The online presentations have their issues (for example, it’s a bit harder to “see” the whole audience and interact easily), but this style also has some positives. For instance, we can record the meetings and put it online. Hopefully, in the future, when things get back to normal, we’ll be able to take advantages of both approaches.
Ok, but here’s my presentation…
Sometime in 2016, I wrote an article about custom deleters for smart pointers.
And there is an interesting property that if you have a
unique_ptr and you provide a stateless functor, then the size of
unique_ptr is just one pointer (not two when you use a function pointer). But at that time, I didn’t investigate what the exact reason behind this capability was.
Then in February 2020, I gave a presentation on our C++ User Group about all of the C++20 features. And among them, there’s a new attribute called
[[no_unique_address]]. At that time, I also had no clear idea of what were the use cases for it.
But then I wanted to understand more of C++20 and somehow those two features: deleters for
[[no_unique_address]] started to “converge”.
As it appears with the new attribute from C++20, we can significantly simplify the code that leverages Empty Base Class Optimisation to create things like “compressed pairs” often used to store stateless callable objects like allocators or deleters.
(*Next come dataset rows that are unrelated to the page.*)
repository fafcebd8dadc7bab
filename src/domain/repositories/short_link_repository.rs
//! Repository trait for short link data access.

use crate::domain::entities::{NewShortLink, ShortLink};
use crate::error::AppError;
use async_trait::async_trait;

/// Repository interface for managing short links.
///
/// # Implementations
///
/// - [`crate::infrastructure::persistence::PgShortLinkRepository`] - PostgreSQL implementation
/// - Test mocks available with `cfg(test)`
///
/// # Examples
///
/// See integration tests: `tests/repository_short_link.rs`
#[cfg_attr(test, mockall::automock)]
#[async_trait]
pub trait ShortLinkRepository: Send + Sync {
    /// Creates a new short link with zero clicks.
    ///
    /// # Errors
    ///
    /// Returns [`AppError::Conflict`] if the slug already exists.
    /// Returns [`AppError::Internal`] on database errors.
    async fn create(&self, new_link: NewShortLink) -> Result<ShortLink, AppError>;

    /// Increments the click counter of `slug` by one and returns its
    /// destination, as a single atomic statement.
    ///
    /// # Returns
    ///
    /// - `Ok(Some(url))` if the slug exists
    /// - `Ok(None)` if it does not (nothing is written)
    ///
    /// # Errors
    ///
    /// Returns [`AppError::Internal`] on database errors.
    async fn record_click(&self, slug: &str) -> Result<Option<String>, AppError>;

    /// Lists all links, newest first.
    ///
    /// # Errors
    ///
    /// Returns [`AppError::Internal`] on database errors.
    async fn list(&self) -> Result<Vec<ShortLink>, AppError>;

    /// Deletes a link by id. Returns `Ok(false)` if no row matched.
    ///
    /// # Errors
    ///
    /// Returns [`AppError::Internal`] on database errors.
    async fn delete(&self, id: i64) -> Result<bool, AppError>;

    /// Counts all links.
    ///
    /// # Errors
    ///
    /// Returns [`AppError::Internal`] on database errors.
    async fn count(&self) -> Result<i64, AppError>;

    /// Sums the click counters of all links.
    ///
    /// # Errors
    ///
    /// Returns [`AppError::Internal`] on database errors.
    async fn total_clicks(&self) -> Result<i64, AppError>;
}
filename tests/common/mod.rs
#![allow(dead_code)]

use axum::Router;
use axum_test::TestServer;
use chrono::Duration;
use portfolio_site::application::services::AuthService;
use portfolio_site::infrastructure::persistence::PgAuthRepository;
use portfolio_site::infrastructure::storage::LocalStorage;
use portfolio_site::routes::{self, RouterSettings};
use portfolio_site::state::{AppState, SessionSettings};
use sqlx::PgPool;
use std::path::PathBuf;
use std::sync::Arc;

pub const ADMIN_EMAIL: &str = "admin@example.com";
pub const ADMIN_PASSWORD: &str = "correct-horse-battery";
pub const UPLOAD_PATH: &str = "/uploads";

/// Smallest valid PNG header, enough for an image upload.
pub const PNG_BYTES: &[u8] = b"\x89PNG\r\n\x1a\n\0\0\0\rIHDR";

pub fn upload_dir(name: &str) -> PathBuf {
    std::env::temp_dir().join(format!(
        "portfolio-test-{}-{}-{}",
        name,
        std::process::id(),
        rand_suffix()
    ))
}

fn rand_suffix() -> u32 {
    use rand::Rng;
    rand::rng().random()
}

pub fn test_settings(upload_dir: PathBuf) -> RouterSettings {
    RouterSettings {
        static_dir: PathBuf::from("static"),
        upload_dir,
        upload_public_path: UPLOAD_PATH.to_string(),
        max_upload_bytes: 1024 * 1024,
        behind_proxy: false,
    }
}

pub async fn create_test_state(pool: PgPool, upload_dir: &PathBuf) -> AppState {
    let pool = Arc::new(pool);
    let storage = Arc::new(LocalStorage::new(upload_dir, UPLOAD_PATH).await.unwrap());

    let mut state = AppState::new(
        pool.clone(),
        storage,
        SessionSettings {
            secret: "test-session-secret".to_string(),
            ttl: Duration::hours(24),
            cookie_secure: false,
        },
    );

    // Minimum bcrypt cost keeps login tests fast
    state.auth_service = Arc::new(
        AuthService::new(
            Arc::new(PgAuthRepository::new(pool)),
            "test-session-secret".to_string(),
            Duration::hours(24),
        )
        .with_bcrypt_cost(4),
    );

    state
}

/// Builds the full application without rate limiting.
pub async fn create_test_app(pool: PgPool) -> (Router, AppState, PathBuf) {
    let dir = upload_dir("app");
    let state = create_test_state(pool, &dir).await;
    let app = routes::routes(state.clone(), &test_settings(dir.clone()));
    (app, state, dir)
}

pub async fn create_test_server(pool: PgPool) -> (TestServer, AppState) {
    let (app, state, _) = create_test_app(pool).await;
    (TestServer::new(app).unwrap(), state)
}

/// Creates the administrator and signs in, returning a `Cookie` header value.
pub async fn login(server: &TestServer, state: &AppState) -> String {
    state
        .auth_service
        .create_user(ADMIN_EMAIL, ADMIN_PASSWORD)
        .await
        .unwrap();

    let response = server
        .post("/login")
        .form(&[("email", ADMIN_EMAIL), ("password", ADMIN_PASSWORD)])
        .await;

    assert_eq!(response.status_code(), 303);
    session_cookie(&response)
}

/// Extracts `name=value` from the response's `Set-Cookie` header.
pub fn session_cookie(response: &axum_test::TestResponse) -> String {
    response
        .header("set-cookie")
        .to_str()
        .unwrap()
        .split(';')
        .next()
        .unwrap()
        .to_string()
}

pub async fn create_short_link(pool: &PgPool, slug: &str, url: &str) -> i64 {
    sqlx::query_scalar("INSERT INTO short_links (slug, original_url) VALUES ($1, $2) RETURNING id")
        .bind(slug)
        .bind(url)
        .fetch_one(pool)
        .await
        .unwrap()
}

pub async fn clicks(pool: &PgPool, slug: &str) -> i64 {
    sqlx::query_scalar("SELECT clicks FROM short_links WHERE slug = $1")
        .bind(slug)
        .fetch_one(pool)
        .await
        .unwrap()
}

pub async fn create_project(pool: &PgPool, title: &str) -> i64 {
    sqlx::query_scalar(
        "INSERT INTO projects (title, description, image_url, demo_link) VALUES ($1, 'desc', '/uploads/p.png', 'https://demo.example.com') RETURNING id",
    )
    .bind(title)
    .fetch_one(pool)
    .await
    .unwrap()
}
//! Rate limiting middleware using token bucket algorithm.

use axum::{Router, body::Body};
use governor::clock::QuantaInstant;
use governor::middleware::NoOpMiddleware;
use std::sync::Arc;
use tower_governor::{
    GovernorLayer,
    governor::GovernorConfigBuilder,
    key_extractor::{KeyExtractor, PeerIpKeyExtractor, SmartIpKeyExtractor},
};

use crate::state::AppState;

/// Token bucket parameters for one group of routes.
///
/// Requests exceeding the limit receive `429 Too Many Requests`.
#[derive(Debug, Clone, Copy, PartialEq, Eq)]
pub struct Quota {
    /// Milliseconds between token refills.
    pub replenish_ms: u64,
    pub burst: u32,
}

impl Quota {
    /// Public pages and redirects: 20 requests per second, burst of 100.
    pub const PUBLIC: Quota = Quota {
        replenish_ms: 50,
        burst: 100,
    };

    /// Dashboard pages and actions: 5 requests per second, burst of 30.
    pub const DASHBOARD: Quota = Quota {
        replenish_ms: 200,
        burst: 30,
    };

    /// Login page and attempts: one every 2 seconds, burst of 10.
    pub const LOGIN: Quota = Quota {
        replenish_ms: 2000,
        burst: 10,
    };
}

/// Applies a per-client-IP rate limit to `router`.
///
/// # Key Extraction
///
/// - `behind_proxy = false`: the socket peer address
/// - `behind_proxy = true`: `X-Forwarded-For` / `X-Real-IP` / `Forwarded`,
///   falling back to the peer address; enable only behind a trusted proxy
///
/// Either way the server must be started with connect info.
pub fn limit(router: Router<AppState>, quota: Quota, behind_proxy: bool) -> Router<AppState> {
    if behind_proxy {
        apply(router, quota, SmartIpKeyExtractor)
    } else {
        apply(router, quota, PeerIpKeyExtractor)
    }
}

fn apply<K>(router: Router<AppState>, quota: Quota, extractor: K) -> Router<AppState>
where
    K: KeyExtractor + Clone + Send + Sync + 'static,
    K::Key: Send + Sync + 'static,
{
    let config = GovernorConfigBuilder::default()
        .per_millisecond(quota.replenish_ms)
        .burst_size(quota.burst)
        .key_extractor(extractor)
        .finish();

    match config {
        Some(config) => {
            let layer: GovernorLayer<K, NoOpMiddleware<QuantaInstant>, Body> =
                GovernorLayer::new(Arc::new(config));
            router.layer(layer)
        }
        None => {
            tracing::error!(?quota, "Invalid rate limit quota, limiter disabled");
            router
        }
    }
}

#[cfg(test)]
mod tests {
    use super::*;

    #[test]
    fn test_quotas_are_valid() {
        for quota in [Quota::PUBLIC, Quota::DASHBOARD, Quota::LOGIN] {
            assert!(
                GovernorConfigBuilder::default()
                    .per_millisecond(quota.replenish_ms)
                    .burst_size(quota.burst)
                    .finish()
                    .is_some()
            );
        }
    }

    #[test]
    fn test_login_is_strictest() {
        assert!(Quota::LOGIN.burst < Quota::DASHBOARD.burst);
        assert!(Quota::DASHBOARD.burst < Quota::PUBLIC.burst);
    }
}
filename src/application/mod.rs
//! Application layer services implementing business logic.
//!
//! This layer orchestrates domain operations by coordinating repository calls,
//! validation, and business rules. Services consume repository traits and provide
//! a clean API for HTTP handlers.
//!
//! # Available Services
//!
//! - [`services::short_link_service::ShortLinkService`] - Short links and slug resolution
//! - [`services::project_service::ProjectService`] - Projects and their images
//! - [`services::content_service::ContentService`] - Skills, experience, social links
//! - [`services::profile_service::ProfileService`] - About and SEO singletons
//! - [`services::auth_service::AuthService`] - Admin login and sessions
//! - [`services::dashboard_service::DashboardService`] - Overview statistics

pub mod services;
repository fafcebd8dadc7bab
//! HTTP middleware for request processing and protection.
//!
//! Provides rate limiting and observability middleware.

pub mod rate_limit;
pub mod tracing;
mod common;

use sqlx::PgPool;

#[sqlx::test]
async fn test_health_check_healthy(pool: PgPool) {
    let (server, _state) = common::create_test_server(pool).await;

    let response = server.get("/health").await;

    response.assert_status_ok();

    let json: serde_json::Value = response.json();
    assert_eq!(json["status"], "healthy");
    assert_eq!(json["checks"]["database"]["status"], "ok");
    assert_eq!(json["checks"]["storage"]["status"], "ok");
    assert!(json["version"].is_string());
}
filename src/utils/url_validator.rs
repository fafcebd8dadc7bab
//! Validation of user-supplied destination URLs.

use url::Url;

/// Errors that can occur during URL validation.
#[derive(Debug, thiserror::Error, PartialEq, Eq)]
pub enum UrlValidationError {
    #[error("Invalid URL format: {0}")]
    InvalidFormat(String),

    #[error("Only HTTP and HTTPS URLs are allowed")]
    UnsupportedProtocol,

    #[error("URL must include a host")]
    MissingHost,
}

/// Checks that `input` is an absolute HTTP(S) URL with a host.
///
/// The serialized form of the parsed URL is returned: embedded tabs and
/// newlines are dropped, other control and non-ASCII characters are
/// percent-encoded and the host is punycoded. The result is always a valid
/// `Location` header value.
///
/// # Security
///
/// Rejects `javascript:`, `data:`, `file:` and other non-web schemes, which
/// would turn a redirect into script execution or a local file read.
///
/// # Errors
///
/// Returns [`UrlValidationError::InvalidFormat`] for malformed URLs.
/// Returns [`UrlValidationError::UnsupportedProtocol`] for non-HTTP(S) schemes.
/// Returns [`UrlValidationError::MissingHost`] when no host is present.
pub fn validate_web_url(input: &str) -> Result<String, UrlValidationError> {
    let trimmed = input.trim();
    let url = Url::parse(trimmed).map_err(|e| UrlValidationError::InvalidFormat(e.to_string()))?;

    match url.scheme() {
        "http" | "https" => {}
        _ => return Err(UrlValidationError::UnsupportedProtocol),
    }

    if url.host_str().is_none_or(str::is_empty) {
        return Err(UrlValidationError::MissingHost);
    }

    Ok(url.as_str().to_string())
}

/// Checks a social profile URL: web URLs as above, or `mailto:` addresses.
///
/// # Errors
///
/// Same as [`validate_web_url`], except `mailto:` is accepted.
pub fn validate_profile_url(input: &str) -> Result<String, UrlValidationError> {
    let trimmed = input.trim();
    let url = Url::parse(trimmed).map_err(|e| UrlValidationError::InvalidFormat(e.to_string()))?;

    if url.scheme() == "mailto" {
        if url.path().contains('@') {
            return Ok(url.as_str().to_string());
        }
        return Err(UrlValidationError::InvalidFormat(
            "mailto address is missing '@'".to_string(),
        ));
    }

    validate_web_url(trimmed)
}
At some point I compiled my investigation into a separate article for Patrons, and you can access it here: June 24th Updates, News, Plans, C++20 no_unique_address and Polymorphic Allocator, Extra | Bartłomiej Filipek on Patreon.
Here are the slides
And, thanks to our Group main organiser, the talk was also recorded and then uploaded on YT:
(it’s my first online live thing!) :)
If you like to hear more from the Cracow User Group, please join our meetup page. Thanks to the online presence we hope to be more “open” and allow to join the meeting even if you’re not in Cracow :)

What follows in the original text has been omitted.